As with any other motion, the plaintiff must include the evidence needed to establish all four of the Rule 23(a) factors and the grounds that establish the requested Rule 23(b) class.16

The Supreme Court has clearly stated that Rule 23 does not set forth “a mere pleading standard.” Instead, evidence sufficient to support a rigorous analysis is needed.17

The evidence presented in support of a motion for class certification need not be presented in a form that would be admissible at trial.18

Evidence Considered

Evidence that may be considered on a motion includes:

  • Pleadings. While not conclusive, the pleadings set forth the touchstone for the Rule 23(a) analysis.19 In rare cases, a denial of class certification may be solely based on pleadings that conclusively show the inability to meet Rule 23 requirements.20
  • Sufficient extrinsic evidence. The parties should supplement the pleadings with sufficient material, for example, deposition testimony, discovery responses, or items subject to judicial notice, to allow an informed judgment on each of Rule 23(a)’s requirements.21
  • Expert reports. Expert reports are frequently used in class certification motions. The court may consider relevant expert opinions in making its certification decision. In dicta, the Supreme Court has suggested that the heightened evidentiary Daubert standard applies to expert reports related to certification.22 Some courts require an expert opinion in support of class certification to meet the same standard of admissibility used at trial.23 Other courts, recognizing the limits of the certification inquiry, simply consider the expert testimony as it relates to the standards relevant to class certification.24
  • Sampling evidence. Sampling evidence, either scientific or anecdotal, may be used in a class certification motion, provided it meets relevant evidentiary standards and is truly representative, in that it supports the commonality and predominance factors.25 The Supreme Court has recently disavowed a “categorical exclusion” of representative evidence. Instead, “Its permissibility turns . . . on the degree to which the evidence is reliable.”26 For example, where workers were not paid for donning or doffing their work uniforms, damages varied between class members, and defendant did not keep accurate records, the plaintiff class properly relied on “representative evidence” to determine the total number of hours that were not compensated. Class certification was properly granted.27
  • Matters subject to judicial notice. The court may consider matters of which it may take judicial notice in ruling on class certification issues.28

Ruling on Certification

If the court denies certification, the action will proceed as an individual action. The court should not consider the impact of denying class certification in making its ruling.29

If the court grants certification, it must issue an order pursuant to Rule 23(c)(1)(B) that:

  • Defines the class
  • Identifies the class claims, issues, or defenses
  • Appoints class counsel

For classes certified under Fed. R. Civ. P. 23(b)(3), the order must also direct the best notice practicable under the circumstances.

Certification may be conditional. The order granting or denying class certification may be conditional based on certain developments in the action.30

A court may order subclasses. Each subclass must meet the requirements of Rule 23.31

Certification on Single Issue (Rule 23(c)(4))

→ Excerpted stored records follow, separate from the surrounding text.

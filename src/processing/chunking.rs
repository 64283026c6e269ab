//! Byte-bounded chunking of normalized text.
//!
//! Chunks are exact slices of the input: `text[chunk.start..chunk.end] == chunk.text`. Together
//! they cover every byte, and two neighbours share at most `overlap_bytes` bytes. Boundaries
//! prefer, in order, a paragraph break, a sentence end or line break, and whitespace; a word is
//! only split when a window contains none of these.

use serde::{Deserialize, Serialize};
use thiserror::Error;

/// Chunk size bounds.
#[derive(Debug, Clone, Copy, PartialEq, Eq)]
pub struct ChunkingSettings {
    /// Upper bound on a chunk's length in bytes.
    pub max_bytes: usize,
    /// Bytes repeated at the start of a chunk from the end of its predecessor. Clamped to half
    /// of `max_bytes`.
    pub overlap_bytes: usize,
}

impl Default for ChunkingSettings {
    fn default() -> Self {
        Self {
            max_bytes: 1200,
            overlap_bytes: 120,
        }
    }
}

/// Contiguous slice of a document's normalized text.
#[derive(Debug, Clone, PartialEq, Eq, Serialize, Deserialize)]
pub struct Chunk {
    /// Position within the document, starting at zero.
    pub ordinal: usize,
    /// Byte offset of the first byte.
    pub start: usize,
    /// Byte offset one past the last byte.
    pub end: usize,
    /// The slice itself.
    pub text: String,
}

/// Errors produced while chunking.
#[derive(Debug, Error, PartialEq, Eq)]
pub enum ChunkingError {
    /// `max_bytes` was zero.
    #[error("chunk size must be greater than zero")]
    InvalidChunkSize,
}

/// Split `text` into ordinal-indexed chunks. Empty input yields no chunks.
pub fn chunk_text(text: &str, settings: ChunkingSettings) -> Result<Vec<Chunk>, ChunkingError> {
    if settings.max_bytes == 0 {
        return Err(ChunkingError::InvalidChunkSize);
    }
    let overlap = settings.overlap_bytes.min(settings.max_bytes / 2);

    let mut chunks = Vec::new();
    let mut start = 0;
    while start < text.len() {
        let end = if text.len() - start <= settings.max_bytes {
            text.len()
        } else {
            let mut limit = floor_boundary(text, start + settings.max_bytes);
            if limit <= start {
                // A single character wider than the budget.
                limit = ceil_boundary(text, start + 1);
            }
            let window = &text[start..limit];
            start + break_point(window, window.len() / 2)
        };

        chunks.push(Chunk {
            ordinal: chunks.len(),
            start,
            end,
            text: text[start..end].to_string(),
        });
        if end == text.len() {
            break;
        }

        let next = ceil_boundary(text, end.saturating_sub(overlap));
        start = if next > start { next } else { end };
    }

    Ok(chunks)
}

/// Length of the preferred prefix of `window`, never shorter than `min_len` unless no break
/// exists at all.
fn break_point(window: &str, min_len: usize) -> usize {
    let min_len = min_len.max(1);
    window
        .rfind("\n\n")
        .map(|pos| pos + 2)
        .filter(|&end| end >= min_len)
        .or_else(|| last_sentence_end(window).filter(|&end| end >= min_len))
        .or_else(|| {
            window
                .char_indices()
                .rev()
                .find(|(_, c)| c.is_whitespace())
                .map(|(idx, c)| idx + c.len_utf8())
                .filter(|&end| end >= min_len)
        })
        .unwrap_or(window.len())
}

fn last_sentence_end(window: &str) -> Option<usize> {
    let mut following: Option<(usize, char)> = None;
    for (idx, c) in window.char_indices().rev() {
        if c == '\n' {
            return Some(idx + 1);
        }
        if let Some((next_idx, next)) = following
            && matches!(c, '.' | '!' | '?')
            && next.is_whitespace()
        {
            return Some(next_idx + next.len_utf8());
        }
        following = Some((idx, c));
    }
    None
}

fn floor_boundary(text: &str, mut idx: usize) -> usize {
    if idx >= text.len() {
        return text.len();
    }
    while !text.is_char_boundary(idx) {
        idx -= 1;
    }
    idx
}

fn ceil_boundary(text: &str, mut idx: usize) -> usize {
    if idx >= text.len() {
        return text.len();
    }
    while !text.is_char_boundary(idx) {
        idx += 1;
    }
    idx
}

“When appropriate, an action may be brought or maintained as a class action with respect to particular issues.”32 After the certified common issues have been decided, the litigation proceeds on an individual basis with respect to the remaining issues.33

Courts may certify the issue of liability only, leaving the ascertainment of damages to individualized treatment.34

At least one case holds that the action as a whole must satisfy the predominance requirement of Rule 23(b)(3) and that Rule 23(c)(4) is merely “a housekeeping rule that allows courts to sever the common issues for a class trial.”35

Timing of Ruling

The timing of the certification ruling may depend on the type of class certified. Because notice is not mandatory in Rule 23(b)(1)-(2) classes, the court may properly defer a ruling on certification until trial and judgment.36 However, in a class action under Rule 23(b)(3) (most frequently used for money damages), individual notice to class members is required. Thus, notice must be sent before the case proceeds to judgment.37

Practically speaking, rulings are generally made well before trial.

Appointing Counsel

The court must appoint class counsel at certification.38

The court may appoint interim counsel before certification.39 “When appointing interim class counsel, courts generally look to the same factors used in determining the adequacy of class counsel under Rule 23(g)(1)(A) of the Federal Rules of Civil Procedure.”40

In appointing class counsel, a court must consider:41

  • Work done by counsel in identifying or investigating potential claims in the pending action
  • Counsel’s knowledge of the applicable law
  • The resources counsel will commit to representing the class
  • Any other matter pertinent to counsel’s ability to fairly and adequately represent the interests of the class

How Appointed

The court generally issues an order to class counsel applicants to provide the court with information and argument as to why they should be selected.42 Where there are many applicants, the court must appoint the applicant “best able to represent the interests of the class.”43 If there is only one counsel seeking appointment, the court still must analyze the Rule 23(g) factors.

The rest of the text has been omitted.